Space Complexity: O(1)  (no extra space used).

## Java Code

``````import java.util.*;
class TUF {
static int countPlatforms(int n,int arr[],int dep[])
{
int ans=1; //final value
for(int i=0;i<=n-1;i++)
{
int count=1; // count of overlapping interval of only this   iteration
for(int j=i+1;j<=n-1;j++)
{
if((arr[i]>=arr[j] && arr[i]<=dep[j]) ||
(arr[j]>=arr[i] && arr[j]<=dep[i]))
{
count++;
}
}
ans=Math.max(ans,count); //updating the value
}
return ans;
}

public static void main (String[] args) {

int[] arr ={900,945,955,1100,1500,1800};
int[] dep={920,1200,1130,1150,1900,2000};
int n=arr.length;
int totalCount=countPlatforms(n,arr,dep);
System.out.println("Minimum number of Platforms required "+totalCount);
}
}
``````

Output:

Minimum number of Platforms required 3

Time Complexity: O(n^2)  (due to two nested loops).

Space Complexity: O(1)  (no extra space used).

Solution 2: Efficient Approach [Sorting]

Intuition: At first we need to sort both the arrays. When the events will be sorted, it will be easy to track the count of trains that have arrived but not departed yet.
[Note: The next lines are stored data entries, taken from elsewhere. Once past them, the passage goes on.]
//! External collaborators
//!
//! The engine computes geometry and classification itself but consumes
//! positions, stored charts, life themes and prose from outside. Each of those
//! sits behind an async trait here.
//!
//! # Architecture
//!
//! - `EphemerisProvider`: planetary positions, aspects and house cusps
//! - `BirthChartStore`: stored natal charts by id
//! - `LifeThemeAnalyzer`: whole-chart life theme summary
//! - `NarrativeGenerator`: turns structured insight data into prose
//!
//! In-memory implementations (`StaticEphemeris`, `InMemoryChartStore`,
//! `TemplateLifeThemeAnalyzer`, `TemplateNarrator`) back the CLI and tests.

mod memory;

pub use crate::cache::{CacheBackend, InMemoryCache};
pub use memory::{
    InMemoryChartStore, StaticEphemeris, TemplateLifeThemeAnalyzer, TemplateNarrator,
};

use async_trait::async_trait;
use chrono::{DateTime, Utc};
use serde::{Deserialize, Serialize};

use crate::error::Result;
use crate::models::{
    Aspect, BirthChart, CelestialBody, ChartAngles, GeoLocation, HouseCusp, LifeThemeAnalysis,
};
use crate::narrative::NarrativeRequest;

/// Everything an ephemeris computes for one instant and place
#[derive(Debug, Clone, PartialEq, Serialize, Deserialize)]
#[serde(rename_all = "camelCase")]
pub struct EphemerisChart {
    pub bodies: Vec<CelestialBody>,
    pub aspects: Vec<Aspect>,
    pub houses: Vec<HouseCusp>,
    #[serde(default)]
    pub angles: Option<ChartAngles>,
}

/// Source of planetary positions
#[async_trait]
pub trait EphemerisProvider: Send + Sync {
    /// Body positions at `time` as seen from `location`
    async fn calculate_positions(
        &self,
        time: DateTime<Utc>,
        location: &GeoLocation,
    ) -> Result<Vec<CelestialBody>>;

    /// Aspects between the given bodies
    async fn calculate_aspects(&self, bodies: &[CelestialBody]) -> Result<Vec<Aspect>>;

    /// The twelve house cusps at `time` and `location`
    async fn calculate_houses(
        &self,
        time: DateTime<Utc>,
        location: &GeoLocation,
    ) -> Result<Vec<HouseCusp>>;

    /// Positions, aspects, houses and angles together
    async fn calculate_birth_chart(
        &self,
        time: DateTime<Utc>,
        location: &GeoLocation,
    ) -> Result<EphemerisChart>;
}

/// Stored natal charts
#[async_trait]
pub trait BirthChartStore: Send + Sync {
    /// `Ok(None)` when no chart has this id
    async fn get_by_id(&self, id: &str) -> Result<Option<BirthChart>>;
}

/// Whole-chart life theme summary
#[async_trait]
pub trait LifeThemeAnalyzer: Send + Sync {
    async fn analyze(&self, chart: &BirthChart) -> Result<LifeThemeAnalysis>;
}

/// Prose for structured insight data
#[async_trait]
pub trait NarrativeGenerator: Send + Sync {
    async fn narrate(&self, request: &NarrativeRequest) -> Result<String>;
}
//! Essential dignity scoring
//!
//! Rulership and exaltation signs come from a `DignityTables` value that the
//! caller constructs and injects. Detriment and fall are the signs opposite
//! rulership and exaltation, so only the first two tables are stored.

use std::collections::HashMap;

use crate::models::{CelestialBody, Dignity, ZodiacSign};

const RULER_SCORE: i32 = 5;
const EXALTATION_SCORE: i32 = 4;
const DETRIMENT_SCORE: i32 = -5;
const FALL_SCORE: i32 = -4;

/// Rulership and exaltation signs per body id
#[derive(Debug, Clone)]
pub struct DignityTables {
    rulerships: HashMap<String, Vec<ZodiacSign>>,
    exaltations: HashMap<String, ZodiacSign>,
}

impl DignityTables {
    /// Empty tables; every body scores 0
    pub fn empty() -> Self {
        Self {
            rulerships: HashMap::new(),
            exaltations: HashMap::new(),
        }
    }

    /// Traditional rulerships plus modern outer-planet rulerships
    pub fn traditional() -> Self {
        use ZodiacSign::*;

        let mut tables = Self::empty();
        tables
            .with_rulership("sun", &[Leo])
            .with_rulership("moon", &[Cancer])
            .with_rulership("mercury", &[Gemini, Virgo])
            .with_rulership("venus", &[Taurus, Libra])
            .with_rulership("mars", &[Aries, Scorpio])
            .with_rulership("jupiter", &[Sagittarius, Pisces])
            .with_rulership("saturn", &[Capricorn, Aquarius])
            .with_rulership("uranus", &[Aquarius])
            .with_rulership("neptune", &[Pisces])
            .with_rulership("pluto", &[Scorpio])
            .with_exaltation("sun", Aries)
            .with_exaltation("moon", Taurus)
            .with_exaltation("mercury", Virgo)
            .with_exaltation("venus", Pisces)
            .with_exaltation("mars", Capricorn)
            .with_exaltation("jupiter", Cancer)
            .with_exaltation("saturn", Libra);
        tables
    }

    pub fn with_rulership(&mut self, body_id: &str, signs: &[ZodiacSign]) -> &mut Self {
        self.rulerships
            .insert(body_id.to_lowercase(), signs.to_vec());
        self
    }

    pub fn with_exaltation(&mut self, body_id: &str, sign: ZodiacSign) -> &mut Self {
        self.exaltations.insert(body_id.to_lowercase(), sign);
        self
    }

    pub fn rulerships(&self, body_id: &str) -> &[ZodiacSign] {
        self.rulerships
            .get(body_id)
            .map(|v| v.as_slice())
            .unwrap_or(&[])
    }

    pub fn exaltation(&self, body_id: &str) -> Option<ZodiacSign> {
        self.exaltations.get(body_id).copied()
    }
}

impl Default for DignityTables {
    fn default() -> Self {
        Self::traditional()
    }
}

/// The sign six places on
fn opposite(sign: ZodiacSign) -> ZodiacSign {
    ZodiacSign::from_index(sign.index() + 6)
}

/// Scores a body's standing in the sign it occupies
#[derive(Debug, Clone, Default)]
pub struct DignityCalculator {
    tables: DignityTables,
}

impl DignityCalculator {
    pub fn new(tables: DignityTables) -> Self {
        Self { tables }
    }

    pub fn tables(&self) -> &DignityTables {
        &self.tables
    }

    /// Dignity of `body_id` in the sign with 1-based index `sign_index`
    ///
    /// Total: bodies missing from both tables score 0, and indices outside
    /// 1-12 wrap around the zodiac.
    pub fn dignity(&self, body_id: &str, sign_index: u8) -> Dignity {
        let id = body_id.to_lowercase();
        let sign = ZodiacSign::from_index(sign_index);

        let rulerships = self.tables.rulerships(&id);
        let exaltation = self.tables.exaltation(&id);

        let ruler = rulerships.contains(&sign);
        let detriment = rulerships.iter().any(|s| opposite(*s) == sign);
        let exalted = exaltation == Some(sign);
        let fall = exaltation.map(opposite) == Some(sign);

        let mut score = 0;
        if ruler {
            score += RULER_SCORE;
        }
        if exalted {
            score += EXALTATION_SCORE;
        }
        if detriment {
            score += DETRIMENT_SCORE;
        }
        if fall {
            score += FALL_SCORE;
        }

        Dignity {
            ruler,
            exaltation: exalted,
            detriment,
            fall,
            score,
        }
    }

    /// Dignity of a body in the sign it currently occupies
    pub fn dignity_for_body(&self, body: &CelestialBody) -> Dignity {
        self.dignity(&body.id, body.sign.index())
    }
}

/// Short label for a dignity, strongest condition first
pub fn describe(dignity: &Dignity) -> &'static str {
    match (dignity.ruler, dignity.exaltation, dignity.detriment, dignity.fall) {
        (true, true, _, _) => "domicile and exaltation",
        (true, _, _, _) => "domicile",
        (_, true, _, _) => "exaltation",
        (_, _, true, true) => "detriment and fall",
        (_, _, true, _) => "detriment",
        (_, _, _, true) => "fall",
        _ => "peregrine",
    }
}

#[cfg(test)]
mod tests {
    use super::*;

    fn calc() -> DignityCalculator {
        DignityCalculator::new(DignityTables::traditional())
    }

    #[test]
    fn test_sun_in_leo_is_ruler() {
        let d = calc().dignity("sun", ZodiacSign::Leo.index());
        assert!(d.ruler);
        assert_eq!(d.score, 5);
    }

    #[test]
    fn test_sun_in_aquarius_is_detriment() {
        let d = calc().dignity("sun", ZodiacSign::Aquarius.index());
        assert!(d.detriment);
        assert_eq!(d.score, -5);
    }

    #[test]
    fn test_exaltation_and_fall() {
        let d = calc().dignity("moon", ZodiacSign::Taurus.index());
        assert!(d.exaltation);
        assert_eq!(d.score, 4);

        let d = calc().dignity("moon", ZodiacSign::Scorpio.index());
        assert!(d.fall);
        assert_eq!(d.score, -4);
    }

    #[test]
    fn test_mercury_extremes() {
        let d = calc().dignity("mercury", ZodiacSign::Virgo.index());
        assert!(d.ruler && d.exaltation);
        assert_eq!(d.score, 9);

        let d = calc().dignity("mercury", ZodiacSign::Pisces.index());
        assert!(d.detriment && d.fall);
        assert_eq!(d.score, -9);
    }

    #[test]
    fn test_unknown_body_scores_zero() {
        let d = calc().dignity("chiron", 5);
        assert_eq!(d, Dignity::default());
    }

    #[test]
    fn test_id_is_case_insensitive() {
        assert_eq!(calc().dignity("Venus", 2).score, 5);
    }

    #[test]
    fn test_empty_tables_are_injected() {
        let calc = DignityCalculator::new(DignityTables::empty());
        assert_eq!(calc.dignity("sun", ZodiacSign::Leo.index()).score, 0);
    }

    #[test]
    fn test_scores_stay_in_range() {
        let calc = calc();
        for body in [
            "sun", "moon", "mercury", "venus", "mars", "jupiter", "saturn", "uranus",
            "neptune", "pluto",
        ] {
            for idx in 1..=12 {
                let score = calc.dignity(body, idx).score;
                assert!((-9..=9).contains(&score), "{} in {}: {}", body, idx, score);
            }
        }
    }

    #[test]
    fn test_dignity_for_body_uses_sign() {
        let mars = CelestialBody::at("mars", 280.0, 0.7, 10);
        let d = calc().dignity_for_body(&mars);
        assert!(d.exaltation);
        assert_eq!(describe(&d), "exaltation");
    }
}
Total platforms needed at one time can be found by taking the difference of arrivals and departures at that time and the maximum value of all times will be the final answer.
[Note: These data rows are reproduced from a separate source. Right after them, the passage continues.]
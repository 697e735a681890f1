//! Insight Engine - structured chart insights
//!
//! The orchestrator loads a birth chart, gathers its life theme and current
//! transits, and runs a set of pluggable builders over the result. Each builder
//! covers one category of insight.
//!
//! ## Insight Categories
//!
//! - **Core Identity** - Sun, Moon and rising sign
//! - **Dignity** - planets strong or weak in their signs
//! - **Pattern** - Grand Trine, T-Square and Yod configurations
//! - **Life Theme** - the life theme analyzer's summary
//! - **Transit** - current opportunity, challenge and integration windows
//!
//! ## Usage
//!
//! ```rust,ignore
//! use orrery_core::insights::InsightOrchestrator;
//!
//! let orchestrator = InsightOrchestrator::new(charts, ephemeris, themes, cache, &config);
//! let analysis = orchestrator.analyze("chart-1").await?;
//! ```

pub mod builders;
pub mod engine;
pub mod types;


pub use builders::{
    overall_summary, AnalysisContext, CoreIdentityBuilder, DignityBuilder, InsightBuilder,
    LifeThemeBuilder, PatternBuilder, TransitBuilder,
};
pub use engine::InsightOrchestrator;
pub use types::{Insight, InsightAnalysis, InsightCategory, Severity};
//! Error types for Orrery

use thiserror::Error;

#[derive(Error, Debug)]
pub enum Error {
    /// Malformed geometry, date or id input. Never retried.
    #[error("Validation error: {0}")]
    Validation(String),

    #[error("Not found: {0}")]
    NotFound(String),

    /// A collaborator (ephemeris, chart store, life theme) failed.
    #[error("Service error: {0}")]
    Service(String),

    #[error("Service unavailable: {0}")]
    ServiceUnavailable(String),

    /// Cache backend failure. The cache manager logs and drops these.
    #[error("Cache error: {0}")]
    Cache(String),

    #[error("JSON error: {0}")]
    Json(#[from] serde_json::Error),

    #[error("IO error: {0}")]
    Io(#[from] std::io::Error),

    #[error("Config error: {0}")]
    Config(String),
}

impl Error {
    /// True for the kinds produced by collaborators rather than by our own input checks
    pub fn is_service(&self) -> bool {
        matches!(self, Error::Service(_) | Error::ServiceUnavailable(_))
    }
}

pub type Result<T> = std::result::Result<T, Error>;
//! Angular helpers for ecliptic longitudes
//!
//! Pure functions over degrees. Inputs are expected to be finite; NaN or
//! infinite values are caller errors and are rejected earlier by
//! `CelestialBody::validate`.

use crate::models::{HouseCusp, ZodiacSign, SIGNS};

/// Normalize a longitude into [0, 360)
pub fn normalize_longitude(lon: f64) -> f64 {
    let normalized = lon.rem_euclid(360.0);
    // rem_euclid can round up to exactly 360.0 for tiny negative inputs
    if normalized >= 360.0 {
        0.0
    } else {
        normalized
    }
}

/// Sign containing a longitude: `floor(lon mod 360 / 30)` into the sign table
pub fn sign_from_longitude(lon: f64) -> ZodiacSign {
    let idx = (normalize_longitude(lon) / 30.0).floor() as usize;
    SIGNS[idx % 12]
}

/// Degrees within the sign, [0, 30)
pub fn sign_longitude(lon: f64) -> f64 {
    normalize_longitude(lon) % 30.0
}

/// Minimal circular distance between two longitudes, in [0, 180]
pub fn angular_separation(a: f64, b: f64) -> f64 {
    let diff = (normalize_longitude(a) - normalize_longitude(b)).abs();
    if diff > 180.0 {
        360.0 - diff
    } else {
        diff
    }
}

/// Deviation of a separation from an exact aspect angle
pub fn orb_from(separation: f64, exact_angle: f64) -> f64 {
    (separation - exact_angle).abs()
}

/// Inclusive orb test: `|separation - exact| <= orb`
pub fn within_orb(separation: f64, exact_angle: f64, orb: f64) -> bool {
    orb_from(separation, exact_angle) <= orb
}

/// Signed difference `a - b` folded into (-180, 180]
pub fn signed_difference(a: f64, b: f64) -> f64 {
    let mut diff = normalize_longitude(a) - normalize_longitude(b);
    if diff > 180.0 {
        diff -= 360.0;
    } else if diff <= -180.0 {
        diff += 360.0;
    }
    diff
}

/// Size of a house from its cusp to the next, across the 0°/360° boundary
pub fn house_size(cusp: f64, next_cusp: f64) -> f64 {
    let cusp = normalize_longitude(cusp);
    let mut next = normalize_longitude(next_cusp);
    if next < cusp {
        next += 360.0;
    }
    next - cusp
}

/// House (1-12) containing a longitude, given the chart's cusps
///
/// Returns `None` unless all twelve cusps are present.
pub fn house_for_longitude(lon: f64, cusps: &[HouseCusp]) -> Option<u8> {
    if cusps.len() != 12 {
        return None;
    }
    let mut ordered: Vec<&HouseCusp> = cusps.iter().collect();
    ordered.sort_by_key(|c| c.number);
    if ordered
        .iter()
        .enumerate()
        .any(|(i, c)| c.number as usize != i + 1)
    {
        return None;
    }

    let lon = normalize_longitude(lon);
    for (i, cusp) in ordered.iter().enumerate() {
        let next = ordered[(i + 1) % 12];
        let size = house_size(cusp.longitude, next.longitude);
        let offset = house_size(cusp.longitude, lon);
        if offset < size {
            return Some(cusp.number);
        }
    }
    None
}

/// Whether two bodies are moving toward an exact aspect
///
/// Projects the pair a short step forward using their speeds and checks
/// whether the orb shrinks. Equal speeds count as applying while the
/// separation is still short of the exact angle.
pub fn is_applying(lon_a: f64, lon_b: f64, speed_a: f64, speed_b: f64, exact_angle: f64) -> bool {
    let relative_speed = speed_a - speed_b;
    let current = angular_separation(lon_a, lon_b);

    if relative_speed.abs() < 0.01 {
        return current < exact_angle + 0.5;
    }

    let time_step = 0.1;
    let future = angular_separation(
        lon_a + speed_a * time_step,
        lon_b + speed_b * time_step,
    );

    orb_from(future, exact_angle) < orb_from(current, exact_angle)
}

#[cfg(test)]
mod tests {
    use super::*;

    fn equal_cusps(start: f64) -> Vec<HouseCusp> {
        (0..12)
            .map(|i| HouseCusp {
                number: i as u8 + 1,
                longitude: normalize_longitude(start + i as f64 * 30.0),
            })
            .collect()
    }

    #[test]
    fn test_sign_from_longitude() {
        assert_eq!(sign_from_longitude(0.0), ZodiacSign::Aries);
        assert_eq!(sign_from_longitude(29.999), ZodiacSign::Aries);
        assert_eq!(sign_from_longitude(30.0), ZodiacSign::Taurus);
        assert_eq!(sign_from_longitude(359.9), ZodiacSign::Pisces);
        assert_eq!(sign_from_longitude(360.0), ZodiacSign::Aries);
        assert_eq!(sign_from_longitude(-10.0), ZodiacSign::Pisces);
        assert_eq!(sign_from_longitude(725.0), ZodiacSign::Aries);
    }

    #[test]
    fn test_angular_separation() {
        assert_eq!(angular_separation(10.0, 20.0), 10.0);
        assert_eq!(angular_separation(350.0, 10.0), 20.0);
        assert_eq!(angular_separation(0.0, 180.0), 180.0);
        assert_eq!(angular_separation(90.0, 270.0), 180.0);
        assert!((angular_separation(359.5, 0.5) - 1.0).abs() < 1e-9);
    }

    #[test]
    fn test_separation_is_symmetric() {
        for (a, b) in [(12.5, 300.0), (0.0, 359.0), (45.0, 225.0)] {
            assert_eq!(angular_separation(a, b), angular_separation(b, a));
        }
    }

    #[test]
    fn test_within_orb_is_inclusive() {
        assert!(within_orb(128.0, 120.0, 8.0));
        assert!(!within_orb(128.1, 120.0, 8.0));
        assert!(within_orb(112.0, 120.0, 8.0));
    }

    #[test]
    fn test_signed_difference() {
        assert!((signed_difference(10.0, 350.0) - 20.0).abs() < 1e-9);
        assert!((signed_difference(350.0, 10.0) + 20.0).abs() < 1e-9);
    }

    #[test]
    fn test_house_size_wraps() {
        assert_eq!(house_size(330.0, 20.0), 50.0);
        assert_eq!(house_size(10.0, 40.0), 30.0);
    }

    #[test]
    fn test_house_for_longitude() {
        let cusps = equal_cusps(345.0);
        assert_eq!(house_for_longitude(350.0, &cusps), Some(1));
        assert_eq!(house_for_longitude(5.0, &cusps), Some(1));
        assert_eq!(house_for_longitude(15.0, &cusps), Some(2));
        assert_eq!(house_for_longitude(344.0, &cusps), Some(12));
        assert_eq!(house_for_longitude(200.0, &cusps[..6]), None);
    }

    #[test]
    fn test_is_applying() {
        // Faster body closing on a trine from 115°
        assert!(is_applying(115.0, 0.0, 1.0, 0.0, 120.0));
        // Same body past exact is separating
        assert!(!is_applying(125.0, 0.0, 1.0, 0.0, 120.0));
        // Retrograde motion reverses the direction
        assert!(is_applying(125.0, 0.0, -1.0, 0.0, 120.0));
    }
}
Approach:  At first we need to sort both the arrays. When the events will be sorted, it will be easy to track the count of trains that have arrived but not departed yet. Total platforms needed at one time can be found by taking the difference of arrivals and departures at that time and the maximum value of all times will be the final answer. If(arr[i]<=dep[j]) means if arrival time is less than or equal to the departure time then- we need one more platform. So increment count as well as increment i. If(arr[i]>dep[j]) means arrival time is more than the departure time then- we have one extra platform which we can reduce. So decrement count but increment j. Update the ans with max(ans, count) after each iteration of the while loop.

Code:

## C++ Code

``````#include<bits/stdc++.h>
using namespace std;

int countPlatforms(int n,int arr[],int dep[])
{
sort(arr,arr+n);
sort(dep,dep+n);

int ans=1;
int count=1;
int i=1,j=0;
while(i<n && j<n)
{
if(arr[i]<=dep[j]) //one more platform needed
{
count++;
i++;
}
else //one platform can be reduced
{
count--;
j++;
}
ans=max(ans,count); //updating the value with the current maximum
}
return ans;
}

int main()
{
int arr[]={900,945,955,1100,1500,1800};
int dep[]={920,1200,1130,1150,1900,2000};
int n=sizeof(dep)/sizeof(dep);
cout<<"Minimum number of Platforms required "<<countPlatforms(n,arr,dep)<<endl;
}
``````

Output:

Minimum number of Platforms required 3

Time Complexity: O(nlogn) Sorting takes O(nlogn) and traversal of arrays takes O(n) so overall time complexity is O(nlogn).

Space complexity: O(1)  (No extra space used).

## Java Code

``````import java.util.*;
class TUF {
static int findPlatform(int arr[], int dep[], int n)
{
Arrays.sort(arr);
Arrays.sort(dep);

int plat_needed = 1, result = 1;
int i = 1, j = 0;

while (i < n && j < n) {

if (arr[i] <= dep[j]) {
plat_needed++;
i++;
}

else if (arr[i] > dep[j]) {
plat_needed--;
j++;
}

if (plat_needed > result)
result = plat_needed;
}

return result;
}
public static void main (String[] args) {

int[] arr ={900,945,955,1100,1500,1800};
int[] dep={920,1200,1130,1150,1900,2000};
int n=arr.length;
int totalCount=findPlatform(arr,dep,n);
System.out.println("Minimum number of Platforms required "+totalCount);
}
}
``````

Output:

Minimum number of Platforms required 3

Time Complexity: O(nlogn)   (Sorting takes O(nlogn) and traversal of arrays takes O(n) so overall time complexity is O(nlogn)).

Space complexity: O(1)   (No extra space used).